* **What the task requires**
When responding, copy every record below exactly as it appears.

* **Data under study**
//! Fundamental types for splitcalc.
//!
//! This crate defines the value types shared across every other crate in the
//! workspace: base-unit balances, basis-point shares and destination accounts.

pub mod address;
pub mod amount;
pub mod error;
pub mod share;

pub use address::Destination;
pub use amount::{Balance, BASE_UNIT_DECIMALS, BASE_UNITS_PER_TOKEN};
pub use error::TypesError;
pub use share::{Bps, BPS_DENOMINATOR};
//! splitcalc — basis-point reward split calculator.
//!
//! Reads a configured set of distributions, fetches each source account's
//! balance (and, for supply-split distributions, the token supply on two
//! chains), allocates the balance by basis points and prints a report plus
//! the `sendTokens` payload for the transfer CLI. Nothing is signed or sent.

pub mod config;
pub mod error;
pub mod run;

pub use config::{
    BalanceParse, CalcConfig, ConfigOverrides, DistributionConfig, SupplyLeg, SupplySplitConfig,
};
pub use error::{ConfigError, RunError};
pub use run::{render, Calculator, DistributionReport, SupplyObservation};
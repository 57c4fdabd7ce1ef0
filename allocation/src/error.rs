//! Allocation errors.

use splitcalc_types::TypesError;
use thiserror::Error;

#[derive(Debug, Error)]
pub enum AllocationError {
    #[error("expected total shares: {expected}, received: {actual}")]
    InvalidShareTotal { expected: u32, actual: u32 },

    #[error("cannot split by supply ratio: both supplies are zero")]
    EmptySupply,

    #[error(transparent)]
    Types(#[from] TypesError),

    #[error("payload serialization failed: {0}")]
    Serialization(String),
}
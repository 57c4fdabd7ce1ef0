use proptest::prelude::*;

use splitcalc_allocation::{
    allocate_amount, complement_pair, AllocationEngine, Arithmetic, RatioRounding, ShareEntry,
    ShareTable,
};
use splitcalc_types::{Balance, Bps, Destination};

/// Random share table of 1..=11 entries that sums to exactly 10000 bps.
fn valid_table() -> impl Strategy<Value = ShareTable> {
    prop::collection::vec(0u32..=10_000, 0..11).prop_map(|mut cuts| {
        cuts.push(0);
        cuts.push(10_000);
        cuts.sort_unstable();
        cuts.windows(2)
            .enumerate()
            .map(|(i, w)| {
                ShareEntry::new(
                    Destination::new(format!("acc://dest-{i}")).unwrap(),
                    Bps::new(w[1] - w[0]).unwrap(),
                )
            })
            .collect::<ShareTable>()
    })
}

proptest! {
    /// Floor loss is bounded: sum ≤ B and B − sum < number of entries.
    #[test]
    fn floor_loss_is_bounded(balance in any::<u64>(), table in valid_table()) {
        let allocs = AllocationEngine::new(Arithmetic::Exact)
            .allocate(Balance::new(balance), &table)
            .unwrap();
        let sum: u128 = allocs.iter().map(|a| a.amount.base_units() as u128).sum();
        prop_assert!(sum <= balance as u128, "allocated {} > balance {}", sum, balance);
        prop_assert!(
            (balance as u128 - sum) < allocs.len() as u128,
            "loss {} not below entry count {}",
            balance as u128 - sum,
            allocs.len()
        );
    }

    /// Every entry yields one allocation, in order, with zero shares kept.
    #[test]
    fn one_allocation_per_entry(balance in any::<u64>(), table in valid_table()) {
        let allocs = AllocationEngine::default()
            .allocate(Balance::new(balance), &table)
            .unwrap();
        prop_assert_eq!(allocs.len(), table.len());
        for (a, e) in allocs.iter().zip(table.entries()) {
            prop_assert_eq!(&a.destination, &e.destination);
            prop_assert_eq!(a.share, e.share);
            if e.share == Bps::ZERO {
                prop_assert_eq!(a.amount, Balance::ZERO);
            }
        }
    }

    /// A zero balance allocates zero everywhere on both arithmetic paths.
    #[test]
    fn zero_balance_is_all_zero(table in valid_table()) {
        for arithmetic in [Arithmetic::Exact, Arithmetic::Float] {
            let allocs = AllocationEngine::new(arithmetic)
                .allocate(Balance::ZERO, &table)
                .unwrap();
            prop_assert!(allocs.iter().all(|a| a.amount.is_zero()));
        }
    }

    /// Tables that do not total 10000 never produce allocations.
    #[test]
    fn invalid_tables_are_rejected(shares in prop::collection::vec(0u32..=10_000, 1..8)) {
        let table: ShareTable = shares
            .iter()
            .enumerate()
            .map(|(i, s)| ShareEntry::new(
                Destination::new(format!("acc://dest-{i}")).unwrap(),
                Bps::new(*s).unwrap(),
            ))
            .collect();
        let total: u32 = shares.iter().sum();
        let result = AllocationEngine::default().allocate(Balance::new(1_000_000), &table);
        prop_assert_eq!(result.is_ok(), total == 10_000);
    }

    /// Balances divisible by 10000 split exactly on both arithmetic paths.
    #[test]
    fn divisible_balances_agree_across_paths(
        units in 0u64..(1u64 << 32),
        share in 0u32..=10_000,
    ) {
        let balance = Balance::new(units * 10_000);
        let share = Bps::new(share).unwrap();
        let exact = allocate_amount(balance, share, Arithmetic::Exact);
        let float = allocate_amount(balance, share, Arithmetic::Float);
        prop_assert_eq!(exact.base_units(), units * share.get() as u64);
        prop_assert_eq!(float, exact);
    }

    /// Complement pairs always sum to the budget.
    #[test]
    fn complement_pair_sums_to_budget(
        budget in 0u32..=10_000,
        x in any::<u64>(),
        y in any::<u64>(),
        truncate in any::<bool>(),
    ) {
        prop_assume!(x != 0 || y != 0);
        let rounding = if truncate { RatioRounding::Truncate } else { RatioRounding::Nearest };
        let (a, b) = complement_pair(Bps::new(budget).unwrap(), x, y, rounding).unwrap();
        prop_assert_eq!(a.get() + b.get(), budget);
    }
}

* **Output of the exercise**
//! Fundamental types for splitcalc.
//!
//! This crate defines the value types shared across every other crate in the
//! workspace: base-unit balances, basis-point shares and destination accounts.

pub mod address;
pub mod amount;
pub mod error;
pub mod share;

pub use address::Destination;
pub use amount::{Balance, BASE_UNIT_DECIMALS, BASE_UNITS_PER_TOKEN};
pub use error::TypesError;
pub use share::{Bps, BPS_DENOMINATOR};
//! splitcalc — basis-point reward split calculator.
//!
//! Reads a configured set of distributions, fetches each source account's
//! balance (and, for supply-split distributions, the token supply on two
//! chains), allocates the balance by basis points and prints a report plus
//! the `sendTokens` payload for the transfer CLI. Nothing is signed or sent.

pub mod config;
pub mod error;
pub mod run;

pub use config::{
    BalanceParse, CalcConfig, ConfigOverrides, DistributionConfig, SupplyLeg, SupplySplitConfig,
};
pub use error::{ConfigError, RunError};
pub use run::{render, Calculator, DistributionReport, SupplyObservation};
repository 57c4fdabd7ce1ef0
filename allocation/src/error.rs
//! Allocation errors.

use splitcalc_types::TypesError;
use thiserror::Error;

#[derive(Debug, Error)]
pub enum AllocationError {
    #[error("expected total shares: {expected}, received: {actual}")]
    InvalidShareTotal { expected: u32, actual: u32 },

    #[error("cannot split by supply ratio: both supplies are zero")]
    EmptySupply,

    #[error(transparent)]
    Types(#[from] TypesError),

    #[error("payload serialization failed: {0}")]
    Serialization(String),
}
repository 57c4fdabd7ce1ef0
use proptest::prelude::*;

use splitcalc_allocation::{
    allocate_amount, complement_pair, AllocationEngine, Arithmetic, RatioRounding, ShareEntry,
    ShareTable,
};
use splitcalc_types::{Balance, Bps, Destination};

/// Random share table of 1..=11 entries that sums to exactly 10000 bps.
fn valid_table() -> impl Strategy<Value = ShareTable> {
    prop::collection::vec(0u32..=10_000, 0..11).prop_map(|mut cuts| {
        cuts.push(0);
        cuts.push(10_000);
        cuts.sort_unstable();
        cuts.windows(2)
            .enumerate()
            .map(|(i, w)| {
                ShareEntry::new(
                    Destination::new(format!("acc://dest-{i}")).unwrap(),
                    Bps::new(w[1] - w[0]).unwrap(),
                )
            })
            .collect::<ShareTable>()
    })
}

proptest! {
    /// Floor loss is bounded: sum ≤ B and B − sum < number of entries.
    #[test]
    fn floor_loss_is_bounded(balance in any::<u64>(), table in valid_table()) {
        let allocs = AllocationEngine::new(Arithmetic::Exact)
            .allocate(Balance::new(balance), &table)
            .unwrap();
        let sum: u128 = allocs.iter().map(|a| a.amount.base_units() as u128).sum();
        prop_assert!(sum <= balance as u128, "allocated {} > balance {}", sum, balance);
        prop_assert!(
            (balance as u128 - sum) < allocs.len() as u128,
            "loss {} not below entry count {}",
            balance as u128 - sum,
            allocs.len()
        );
    }

    /// Every entry yields one allocation, in order, with zero shares kept.
    #[test]
    fn one_allocation_per_entry(balance in any::<u64>(), table in valid_table()) {
        let allocs = AllocationEngine::default()
            .allocate(Balance::new(balance), &table)
            .unwrap();
        prop_assert_eq!(allocs.len(), table.len());
        for (a, e) in allocs.iter().zip(table.entries()) {
            prop_assert_eq!(&a.destination, &e.destination);
            prop_assert_eq!(a.share, e.share);
            if e.share == Bps::ZERO {
                prop_assert_eq!(a.amount, Balance::ZERO);
            }
        }
    }

    /// A zero balance allocates zero everywhere on both arithmetic paths.
    #[test]
    fn zero_balance_is_all_zero(table in valid_table()) {
        for arithmetic in [Arithmetic::Exact, Arithmetic::Float] {
            let allocs = AllocationEngine::new(arithmetic)
                .allocate(Balance::ZERO, &table)
                .unwrap();
            prop_assert!(allocs.iter().all(|a| a.amount.is_zero()));
        }
    }

    /// Tables that do not total 10000 never produce allocations.
    #[test]
    fn invalid_tables_are_rejected(shares in prop::collection::vec(0u32..=10_000, 1..8)) {
        let table: ShareTable = shares
            .iter()
            .enumerate()
            .map(|(i, s)| ShareEntry::new(
                Destination::new(format!("acc://dest-{i}")).unwrap(),
                Bps::new(*s).unwrap(),
            ))
            .collect();
        let total: u32 = shares.iter().sum();
        let result = AllocationEngine::default().allocate(Balance::new(1_000_000), &table);
        prop_assert_eq!(result.is_ok(), total == 10_000);
    }

    /// Balances divisible by 10000 split exactly on both arithmetic paths.
    #[test]
    fn divisible_balances_agree_across_paths(
        units in 0u64..(1u64 << 32),
        share in 0u32..=10_000,
    ) {
        let balance = Balance::new(units * 10_000);
        let share = Bps::new(share).unwrap();
        let exact = allocate_amount(balance, share, Arithmetic::Exact);
        let float = allocate_amount(balance, share, Arithmetic::Float);
        prop_assert_eq!(exact.base_units(), units * share.get() as u64);
        prop_assert_eq!(float, exact);
    }

    /// Complement pairs always sum to the budget.
    #[test]
    fn complement_pair_sums_to_budget(
        budget in 0u32..=10_000,
        x in any::<u64>(),
        y in any::<u64>(),
        truncate in any::<bool>(),
    ) {
        prop_assume!(x != 0 || y != 0);
        let rounding = if truncate { RatioRounding::Truncate } else { RatioRounding::Nearest };
        let (a, b) = complement_pair(Bps::new(budget).unwrap(), x, y, rounding).unwrap();
        prop_assert_eq!(a.get() + b.get(), budget);
    }
}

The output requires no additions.